**Task brief:**
While reading through the material below, copy each line that holds the word "crate".

**Given information:**

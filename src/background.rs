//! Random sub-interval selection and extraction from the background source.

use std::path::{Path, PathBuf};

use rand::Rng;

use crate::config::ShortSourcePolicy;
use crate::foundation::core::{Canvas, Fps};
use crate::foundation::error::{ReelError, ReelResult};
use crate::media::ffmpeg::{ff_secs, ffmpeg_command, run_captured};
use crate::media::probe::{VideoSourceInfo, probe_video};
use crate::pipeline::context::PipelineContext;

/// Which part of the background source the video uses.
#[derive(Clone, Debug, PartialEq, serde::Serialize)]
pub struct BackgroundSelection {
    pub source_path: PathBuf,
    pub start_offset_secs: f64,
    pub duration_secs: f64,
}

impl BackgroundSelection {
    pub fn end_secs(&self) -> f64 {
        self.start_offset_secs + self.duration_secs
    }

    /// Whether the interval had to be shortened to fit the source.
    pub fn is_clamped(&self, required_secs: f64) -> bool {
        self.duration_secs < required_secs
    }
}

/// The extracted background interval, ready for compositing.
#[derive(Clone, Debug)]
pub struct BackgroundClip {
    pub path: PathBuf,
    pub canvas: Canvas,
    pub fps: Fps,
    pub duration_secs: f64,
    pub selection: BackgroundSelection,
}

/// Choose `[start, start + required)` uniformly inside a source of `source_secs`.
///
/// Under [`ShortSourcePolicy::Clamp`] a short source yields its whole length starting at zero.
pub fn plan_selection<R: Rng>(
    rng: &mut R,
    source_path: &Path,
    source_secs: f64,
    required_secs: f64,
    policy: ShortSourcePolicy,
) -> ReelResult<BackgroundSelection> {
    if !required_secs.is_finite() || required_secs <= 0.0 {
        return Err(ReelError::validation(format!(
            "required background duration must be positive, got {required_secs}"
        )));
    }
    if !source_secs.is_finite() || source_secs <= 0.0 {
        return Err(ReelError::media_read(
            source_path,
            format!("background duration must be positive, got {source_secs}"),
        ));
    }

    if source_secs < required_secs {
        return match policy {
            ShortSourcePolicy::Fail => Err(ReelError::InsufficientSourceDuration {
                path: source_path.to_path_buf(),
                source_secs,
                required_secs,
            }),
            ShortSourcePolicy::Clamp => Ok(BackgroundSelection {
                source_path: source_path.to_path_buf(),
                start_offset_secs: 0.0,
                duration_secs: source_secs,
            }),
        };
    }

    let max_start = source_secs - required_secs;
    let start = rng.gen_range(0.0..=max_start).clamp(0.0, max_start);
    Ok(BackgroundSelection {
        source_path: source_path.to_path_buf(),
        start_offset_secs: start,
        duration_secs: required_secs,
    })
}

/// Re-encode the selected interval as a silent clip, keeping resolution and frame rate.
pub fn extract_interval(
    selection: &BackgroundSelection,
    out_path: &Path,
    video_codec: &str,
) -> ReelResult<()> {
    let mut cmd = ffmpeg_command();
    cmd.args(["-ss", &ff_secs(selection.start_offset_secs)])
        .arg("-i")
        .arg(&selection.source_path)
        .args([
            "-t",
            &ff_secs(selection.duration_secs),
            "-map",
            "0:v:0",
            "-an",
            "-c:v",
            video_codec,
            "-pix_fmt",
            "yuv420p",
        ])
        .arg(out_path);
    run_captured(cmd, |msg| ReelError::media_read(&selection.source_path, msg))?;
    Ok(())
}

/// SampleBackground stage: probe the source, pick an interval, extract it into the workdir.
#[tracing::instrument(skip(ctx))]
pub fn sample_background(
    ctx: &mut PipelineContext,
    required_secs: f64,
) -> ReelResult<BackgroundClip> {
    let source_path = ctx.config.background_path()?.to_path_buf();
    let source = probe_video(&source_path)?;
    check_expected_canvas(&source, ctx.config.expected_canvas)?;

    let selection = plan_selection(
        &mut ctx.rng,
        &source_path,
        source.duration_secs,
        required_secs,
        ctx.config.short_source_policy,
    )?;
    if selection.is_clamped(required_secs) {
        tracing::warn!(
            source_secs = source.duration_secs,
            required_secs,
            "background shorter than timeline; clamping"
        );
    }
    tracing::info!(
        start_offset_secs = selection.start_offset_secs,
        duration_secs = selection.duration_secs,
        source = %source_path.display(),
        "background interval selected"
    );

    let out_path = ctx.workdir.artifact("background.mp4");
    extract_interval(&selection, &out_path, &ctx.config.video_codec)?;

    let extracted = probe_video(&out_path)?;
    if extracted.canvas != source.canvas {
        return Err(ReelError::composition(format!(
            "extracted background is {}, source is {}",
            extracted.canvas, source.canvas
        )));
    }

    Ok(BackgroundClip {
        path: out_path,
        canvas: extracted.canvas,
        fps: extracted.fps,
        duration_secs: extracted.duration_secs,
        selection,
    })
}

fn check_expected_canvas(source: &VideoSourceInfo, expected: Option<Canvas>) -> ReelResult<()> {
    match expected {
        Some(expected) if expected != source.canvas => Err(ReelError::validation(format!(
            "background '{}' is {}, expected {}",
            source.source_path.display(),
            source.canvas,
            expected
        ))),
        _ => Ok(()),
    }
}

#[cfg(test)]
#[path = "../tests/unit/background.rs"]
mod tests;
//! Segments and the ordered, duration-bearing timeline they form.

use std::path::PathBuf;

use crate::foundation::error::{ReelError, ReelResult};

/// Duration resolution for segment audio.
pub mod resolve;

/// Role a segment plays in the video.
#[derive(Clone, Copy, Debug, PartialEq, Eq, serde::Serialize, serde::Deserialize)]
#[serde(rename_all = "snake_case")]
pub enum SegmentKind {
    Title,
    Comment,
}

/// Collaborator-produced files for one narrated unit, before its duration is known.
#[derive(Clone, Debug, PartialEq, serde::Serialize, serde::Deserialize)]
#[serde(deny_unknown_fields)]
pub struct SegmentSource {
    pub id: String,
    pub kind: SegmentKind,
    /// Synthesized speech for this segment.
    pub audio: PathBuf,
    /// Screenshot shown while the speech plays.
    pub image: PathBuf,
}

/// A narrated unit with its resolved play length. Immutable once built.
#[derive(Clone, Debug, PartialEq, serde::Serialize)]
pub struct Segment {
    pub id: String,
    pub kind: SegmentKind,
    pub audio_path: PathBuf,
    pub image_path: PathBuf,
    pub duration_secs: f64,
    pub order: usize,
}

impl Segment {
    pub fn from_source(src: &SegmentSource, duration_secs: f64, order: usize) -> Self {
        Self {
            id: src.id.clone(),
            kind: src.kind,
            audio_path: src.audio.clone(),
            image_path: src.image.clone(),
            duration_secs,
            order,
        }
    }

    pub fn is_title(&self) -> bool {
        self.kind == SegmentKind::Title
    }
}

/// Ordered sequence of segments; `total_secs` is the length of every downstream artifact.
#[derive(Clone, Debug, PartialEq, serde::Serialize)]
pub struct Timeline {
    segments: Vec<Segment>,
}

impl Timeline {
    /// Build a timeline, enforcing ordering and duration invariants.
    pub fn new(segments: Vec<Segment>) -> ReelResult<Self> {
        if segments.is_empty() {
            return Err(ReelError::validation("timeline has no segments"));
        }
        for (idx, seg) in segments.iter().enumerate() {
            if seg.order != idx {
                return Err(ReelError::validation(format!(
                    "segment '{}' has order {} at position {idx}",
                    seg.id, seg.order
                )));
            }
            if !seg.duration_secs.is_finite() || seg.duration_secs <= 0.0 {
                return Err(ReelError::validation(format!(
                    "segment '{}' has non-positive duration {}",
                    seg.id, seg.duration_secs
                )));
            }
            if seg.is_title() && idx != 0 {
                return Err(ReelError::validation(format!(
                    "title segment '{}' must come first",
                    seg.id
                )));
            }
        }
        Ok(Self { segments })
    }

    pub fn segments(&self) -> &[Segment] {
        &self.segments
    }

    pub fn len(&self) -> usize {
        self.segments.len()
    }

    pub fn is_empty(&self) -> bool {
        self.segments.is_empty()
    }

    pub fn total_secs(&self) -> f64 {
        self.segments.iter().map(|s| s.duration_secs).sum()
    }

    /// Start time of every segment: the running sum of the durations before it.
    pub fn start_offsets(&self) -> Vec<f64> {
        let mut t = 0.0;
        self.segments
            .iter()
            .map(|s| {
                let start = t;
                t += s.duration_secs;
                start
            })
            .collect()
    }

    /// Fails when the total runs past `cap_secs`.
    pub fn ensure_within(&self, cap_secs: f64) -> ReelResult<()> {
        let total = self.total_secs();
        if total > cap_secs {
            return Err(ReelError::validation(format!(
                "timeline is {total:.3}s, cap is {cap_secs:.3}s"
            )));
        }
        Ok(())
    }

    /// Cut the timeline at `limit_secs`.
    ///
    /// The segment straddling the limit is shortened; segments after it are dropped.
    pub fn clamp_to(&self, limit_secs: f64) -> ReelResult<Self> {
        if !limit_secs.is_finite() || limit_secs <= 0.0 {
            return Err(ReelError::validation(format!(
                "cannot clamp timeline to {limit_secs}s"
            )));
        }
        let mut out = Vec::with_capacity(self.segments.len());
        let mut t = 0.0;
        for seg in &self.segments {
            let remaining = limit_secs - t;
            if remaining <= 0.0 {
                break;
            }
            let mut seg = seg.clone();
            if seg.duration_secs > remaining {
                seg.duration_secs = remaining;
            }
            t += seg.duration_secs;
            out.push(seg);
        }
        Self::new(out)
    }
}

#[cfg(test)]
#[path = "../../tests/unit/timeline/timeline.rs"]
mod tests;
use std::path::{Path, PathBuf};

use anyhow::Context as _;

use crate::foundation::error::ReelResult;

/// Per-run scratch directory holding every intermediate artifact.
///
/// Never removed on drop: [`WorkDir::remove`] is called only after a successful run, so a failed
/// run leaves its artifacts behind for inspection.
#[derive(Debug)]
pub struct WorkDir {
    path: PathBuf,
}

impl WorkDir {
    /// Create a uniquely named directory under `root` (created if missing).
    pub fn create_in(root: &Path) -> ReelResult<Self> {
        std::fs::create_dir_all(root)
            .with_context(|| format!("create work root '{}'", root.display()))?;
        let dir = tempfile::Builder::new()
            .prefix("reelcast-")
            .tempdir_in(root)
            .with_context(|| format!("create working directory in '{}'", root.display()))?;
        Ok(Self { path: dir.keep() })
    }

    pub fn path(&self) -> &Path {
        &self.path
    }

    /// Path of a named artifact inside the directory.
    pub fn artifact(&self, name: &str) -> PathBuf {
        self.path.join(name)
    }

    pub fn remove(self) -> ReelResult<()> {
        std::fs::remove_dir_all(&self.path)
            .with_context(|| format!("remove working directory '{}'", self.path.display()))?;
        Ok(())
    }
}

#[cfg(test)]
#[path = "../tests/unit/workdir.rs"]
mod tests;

**Response to this task:**
use crate::config::ShortSourcePolicy;
use crate::foundation::core::{Canvas, Fps};
use crate::foundation::error::{ReelError, ReelResult};
use crate::media::ffmpeg::{ff_secs, ffmpeg_command, run_captured};
use crate::media::probe::{VideoSourceInfo, probe_video};
use crate::pipeline::context::PipelineContext;
use crate::foundation::error::{ReelError, ReelResult};
use crate::foundation::error::ReelResult;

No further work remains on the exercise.